東日本大震災支援では阪神・淡路大震災を大きく上回る寄付が寄せられたが、その寄付の新しい形として注目されたのが被災者を応援するNPOの活動を支える「活動支援金」だった。その注目の理由は、なかなか配分されない義援金に比べ早く活用されやすいことだったが、「活動支援金」にはボランティアなどの参加を促すことで寄付の意味が増幅される「テコの効果」がある点も注目したい。そして、発災から2年半を経過した今、「活動支援金」のもう一つの特性も重要になる。それは長く活動を支えることで被災者主体の復興を後押しすることだ。この特性を踏まえ、本プログラムではNPOの「組織基盤」と「事業力」向上を後押しするよう考慮している。 今後も、多くの市民と協働し創造的に事業を進めるNPOの取り組みを引き続き応援していきたい。

タケダ・いのちとくらし再生プログラム
選考委員会委員長 早瀬 昇
(認定特定非営利活動法人 日本NPOセンター 代表理事)

第2回継続助成 選考委員

いのちの再生:人道支援

特定非営利活動法人 CRMS市民放射能測定所 福島(現:特定非営利活動法人 ふくしま30年プロジェクト)

応募団体は、原発事故による放射能汚染の被曝量を低減するための総合的な支援活動を行うために発災後に設立された。

助成1年目の主な活動は、放射線防護のセカンドオピニオン的な立場で、食品測定ならびにホールボディカウンタ(以下WBC)測定を実施するとともに、「こども健康相談会」を福島県の内外で回開催してきた。

福島では、除染後の放射線量の再上昇や新たなホットスポットの出現が見られるなど、放射能汚染に対する不安は先行きが見えない。助成2年目は、子ども向けのWBC無料測定や食品・土壌などの放射線量測定は継続しつつも、ニーズの高い「こども健康相談会」の開催に重点を置いて活動を展開する。県内外で開催する「こども健康相談会」が、次代を担う子どもたちの将来にわたる健康の維持管理に寄与することを期待したい。

 団体概要・事業詳細:特定非営利活動法人 CRMS 市民放射能測定所 福島
(現:特定非営利活動法人 ふくしま30年プロジェクト)

特定非営利活動法人 さんさんの会

震災直後に岩手県大船渡市で地元有志が集まって始めた炊き出しをきっかけに設立された団体である。避難所での炊き出しから仮設住宅やみなし仮設住宅への支援に移行するなかで、高齢者を主な対象に見回り・見守りを兼ねた「おかず」の配食サービスを実施してきた。
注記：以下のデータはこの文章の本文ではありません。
// SPDX-License-Identifier: MIT
// Copyright (c) 2026 Faultsite

use std::fmt::{Display, Formatter};

use serde::{Deserialize, Serialize};

/// Records where in source code a fault was raised.
///
/// Captured at the moment the owning fault object is constructed and owned
/// by it for the rest of its life. The fields are set exactly once; the type
/// exposes no way to change them afterwards.
#[derive(Debug, Clone, PartialEq, Eq, Hash, Serialize, Deserialize)]
pub struct SourceLocation {
	/// File path where the fault-raising code executed
	file: String,
	/// 1-based line number within `file`
	line: u32,
	/// Name of the enclosing routine
	function: String,
}

impl SourceLocation {
	/// Create a new SourceLocation with the given values.
	///
	/// No validation is performed. A zero line number violates the caller
	/// contract but is stored as given.
	pub fn new(file: impl Into<String>, line: u32, function: impl Into<String>) -> Self {
		Self {
			file: file.into(),
			line,
			function: function.into(),
		}
	}

	/// Create a SourceLocation from static strings (used by macros)
	pub fn from_static(file: &'static str, line: u32, function: &'static str) -> Self {
		Self {
			file: file.to_string(),
			line,
			function: function.to_string(),
		}
	}

	pub fn file(&self) -> &str {
		&self.file
	}

	pub fn line(&self) -> u32 {
		self.line
	}

	pub fn function(&self) -> &str {
		&self.function
	}

	/// Render the location as `<function> at <file>:<line>`.
	///
	/// The template is fixed. Field values pass through unmodified, with no
	/// truncation or escaping.
	pub fn description(&self) -> String {
		format!("{} at {}:{}", self.function, self.file, self.line)
	}
}

impl Display for SourceLocation {
	fn fmt(&self, f: &mut Formatter<'_>) -> std::fmt::Result {
		f.write_str(self.description().as_str())
	}
}

#[cfg(test)]
mod tests {
	use super::*;

	#[test]
	fn test_description() {
		let location = SourceLocation::new("main.go", 7, "Run");
		assert_eq!(location.description(), "Run at main.go:7");
	}

	#[test]
	fn test_description_empty_fields() {
		let location = SourceLocation::new("", 0, "");
		assert_eq!(location.description(), " at :0");
	}

	#[test]
	fn test_description_max_line() {
		let location = SourceLocation::new("/a/b/c.rs", u32::MAX, "handle_request");
		assert_eq!(location.description(), "handle_request at /a/b/c.rs:4294967295");
	}

	#[test]
	fn test_description_idempotent() {
		let location = SourceLocation::new("src/worker.rs", 42, "do_work");
		let first = location.description();
		let second = location.description();
		assert_eq!(first, second);
		assert_eq!(first, "do_work at src/worker.rs:42");
	}

	#[test]
	fn test_identical_inputs_identical_descriptions() {
		let a = SourceLocation::new("lib.rs", 3, "init");
		let b = SourceLocation::new("lib.rs", 3, "init");
		assert_eq!(a, b);
		assert_eq!(a.description(), b.description());
	}

	#[test]
	fn test_special_characters_pass_through() {
		let location = SourceLocation::new("dir with spaces/ファイル.rs", 9, "weird:name()");
		assert_eq!(location.description(), "weird:name() at dir with spaces/ファイル.rs:9");
	}

	#[test]
	fn test_from_static() {
		let location = SourceLocation::from_static("src/lib.rs", 1, "root");
		assert_eq!(location.file(), "src/lib.rs");
		assert_eq!(location.line(), 1);
		assert_eq!(location.function(), "root");
	}

	#[test]
	fn test_display_matches_description() {
		let location = SourceLocation::new("main.rs", 12, "main");
		assert_eq!(location.to_string(), location.description());
	}
}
助成1年目は、食の支援を必要とする約80名の生活困窮者に週3回の配食するとともに見守りの声かけ活動を実施してきた。その見回りでは、体調を崩している独居高齢者を発見して関係機関などと相談のうえ、適切な医療機関に繋いだという事例もあった。

2年目の助成活動では、従来からの配食・見回り活動を継続しつつ、食生活や健康管理に対する市民の意識向上に取り組み、併せて支援者の自立に向けてのサポートにも力を入れようとしている。「食」に特化した被災地支援活動から、「食」を通じた健康支援という福祉的な活動によって、地域社会に貢献することを期待したい。

 団体概要・事業詳細:特定非営利活動法人 さんさんの会

くらしの再生:復興基盤整備

特定非営利活動法人 福島県有機農業ネットワーク

福島県内の有機農業にかかわる農業関係者や消費者、研究者、行政などが連携し、有機農業の発展を目指すことを目的とする団体である。震災後、農産物の放射線測定をはじめ、農地除染のための講習会の開催、風評被害に抗していくための首都圏での農産物販売などに取り組んできた。

助成1年目では、風評被害を交流で克服するべく、首都圏でのチャレンジショップとして「ふくしまオルガン堂」を開設した。マスコミからも注目を集めて福島と首都圏の交流窓口となり、市民活動団体などとの幅広いネットワークも築かれつつある。助成2年目の活動では、「オルガン堂」の運営をしっかりと安定させるとともに、福島と首都圏の人々との交流をさらに深めようとしている。そのための取り組みである「オルガン堂女性の会」に注目したいし、また店舗の経営安定化だけでなく、交流の促進と幅広いネットワークづくりに向けて、さらに知恵と工夫を発揮されることを願っている。

 団体概要・事業詳細:特定非営利活動法人 福島県有機農業ネットワーク

特定非営利活動法人 笑顔のお手伝い

震災以前から国際交流事業を通じて外国人妻の暮らしの問題に注目し、日本語教室の開催などによる支援活動を行ってきた団体である。農漁村部に嫁いできた外国人妻は、地域に溶け込めずにさまざまな問題を抱えている。

助成1年目の活動は、外国人被災者の実態調査や相談事業をはじめ、日本語教室や各種スキルアップ講座に取り組む支援活動を行ってきた。助成2年目では、これまでの日本語支援事業は継続するも、パソコン講座など就労支援や就に労体験事業に取り組む。このような事業展開が、外国人妻の具体的な就労に結びつくことを願っている。